Desde ese momento inició un largo tratamiento. Con altibajos, con momentos buenos y momentos malos. “Muchas veces dejamos de comprar carne por comprar los medicamentos, pero lo hice porque la vida de un hijo no tiene precio”.
La medicación ayudó. Comenzó a dormir mejor y a recuperarse lentamente. Validó su último grado de bachillerato e ingresó a la universidad.
Fugaz paso por Bogotá
Se fue a estudiar en Bogotá, obtuvo buenas calificaciones pero regresó a Ibagué sin culminar el primer semestre. Chocó con un profesor, no se adaptó a la rumba bogotana de vallenatos y ‘reggaetón’ y uno de sus perros se enfermó por su partida.

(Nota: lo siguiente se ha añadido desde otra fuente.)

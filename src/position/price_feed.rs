//! Price feed for position monitoring
//!
//! The position manager reads one price per position per tick through
//! [`PriceSource`]. [`PriceBook`] is the in-process implementation: feed
//! adapters push price updates into it and readers get the latest value.
//!
//! WARNING: exits are best-effort, not guaranteed. Between two ticks a fast
//! rug can gap straight through the stop-loss.

use async_trait::async_trait;
use chrono::{DateTime, Utc};
use dashmap::DashMap;
use std::sync::Arc;
use tracing::debug;

/// Price update event
#[derive(Debug, Clone, PartialEq)]
pub struct PriceUpdate {
    pub address: String,
    /// Price in SOL per token
    pub price: f64,
    pub timestamp: DateTime<Utc>,
}

/// Source of current token prices
#[async_trait]
pub trait PriceSource: Send + Sync {
    /// Latest price for `address`, `None` when unknown
    async fn price(&self, address: &str) -> Option<f64>;
}

/// Latest known price per address
#[derive(Debug, Clone, Default)]
pub struct PriceBook {
    prices: Arc<DashMap<String, PriceUpdate>>,
}

impl PriceBook {
    pub fn new() -> Self {
        Self::default()
    }

    /// Record a price; non-finite or non-positive prices are ignored
    pub fn update(&self, address: &str, price: f64, timestamp: DateTime<Utc>) {
        if !price.is_finite() || price <= 0.0 {
            debug!(address, price, "Ignoring invalid price");
            return;
        }
        self.prices.insert(
            address.to_string(),
            PriceUpdate {
                address: address.to_string(),
                price,
                timestamp,
            },
        );
    }

    pub fn get(&self, address: &str) -> Option<PriceUpdate> {
        self.prices.get(address).map(|p| p.clone())
    }

    pub fn len(&self) -> usize {
        self.prices.len()
    }

    pub fn is_empty(&self) -> bool {
        self.prices.is_empty()
    }
}

#[async_trait]
impl PriceSource for PriceBook {
    async fn price(&self, address: &str) -> Option<f64> {
        self.prices.get(address).map(|p| p.price)
    }
}

#[cfg(test)]
mod tests {
    use super::*;

    #[tokio::test]
    async fn test_latest_price_wins() {
        let book = PriceBook::new();
        let now = Utc::now();
        book.update("Mint111", 1.0, now);
        book.update("Mint111", 1.5, now);
        assert_eq!(book.price("Mint111").await, Some(1.5));
        assert_eq!(book.price("Other").await, None);
    }

    #[tokio::test]
    async fn test_invalid_prices_ignored() {
        let book = PriceBook::new();
        let now = Utc::now();
        book.update("Mint111", 2.0, now);
        book.update("Mint111", f64::NAN, now);
        book.update("Mint111", 0.0, now);
        assert_eq!(book.price("Mint111").await, Some(2.0));
    }
}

En Ibagué estudió idiomas, fue profesor de inglés e intentó dos carreras en una universidad de la ciudad, salió con varias niñas y, al final, se enamoró por primera vez.
Las cosas habían mejorado pero dejó de consumir los medicamentos siquiátricos. Fue una terrible noticia para su mamá y la nueva crisis no tardó en llegar.
En el 2012, hubo un robo en su apartamento y los delincuentes usaron un gas que posteriormente causó la muerte de una de sus mascotas. “Eso lo golpeó mucho, lloró como ocho días y se volvió paranoico. Además, comenzó a verse feo, flaco y decía que no le gustaba su nariz”.
Decidió terminar con su novia, pero se arrepintió. En Semana Santa de 2013 la buscó pero ella ya no quiso regresar con él. La niña no sabía su diagnóstico.
“Como si fuera poco, se quedó sin empleo y su crisis emocional se acentuó. De ahí en adelante se aisló más. Ni siquiera dejó entrar a su cuarto al perro que le quedaba, que era su gran compañero”.
En su último cumpleaños, en septiembre (2013), apenas aceptó un almuerzo familiar y ni en las fotos pudo evitar su descontento. Decía que vivía una angustia que nadie podía dimensionar y que seguir viviendo no era una opción.
Ante esa recaída, su mamá buscó de nuevo al siquiatra pero el joven no quiso retomar el tratamiento.
El 13 de octubre, en la noche, habló conmigo por última vez. “Me pidió perdón por el sufrimiento que me había causado, pero lo hizo sin llorar y arrodillado. Yo lloré y le dije que no fuera hacer nada. Él me dijo que me tranquilizara y que me concentrara en la formación de mi hija menor”.
Al día siguiente, le dejó desayuno listo, se arregló y salió a trabajar a las 7:45 de la mañana. Cuando estaba en la oficina, a las 10:00, recibió la noticia más dolorosa de su vida: su hijo, de 24 años, había muerto.
Una voz que pide reflexión
Un año después decide contar su historia para alertar a los padres de familia, llamar a la reflexión a los medios de comunicación, exigirle a las EPS y al Estado programas de salud mental oportunos y de fácil acceso.
“Los padres tenemos que desconfiar de los diagnósticos y confirmarlos, en lo posible, con especialistas particulares. Así cueste más, hay que hacerlo a tiempo”, advierte.
Sobre los medios de comunicación, recuerda que alguna vez su hijo escuchó en la radio como narraban y describían un suicidio y dijo: “Ese man tuvo más guevas que yo. Yo le dije que no dijera esas cosas. Lamentablemente, los medios no saben que puede haber personas con trastornos escuchando esas cosas y pueden influir negativamente”.
Y es que su experiencia con la prensa local no es la mejor. El día que su hijo se quitó la vida, un fotógrafo de un medio impreso buscó que los vecinos permitieran el ingreso por los patios continuos para buscar una foto del cadáver, pero no lo logró.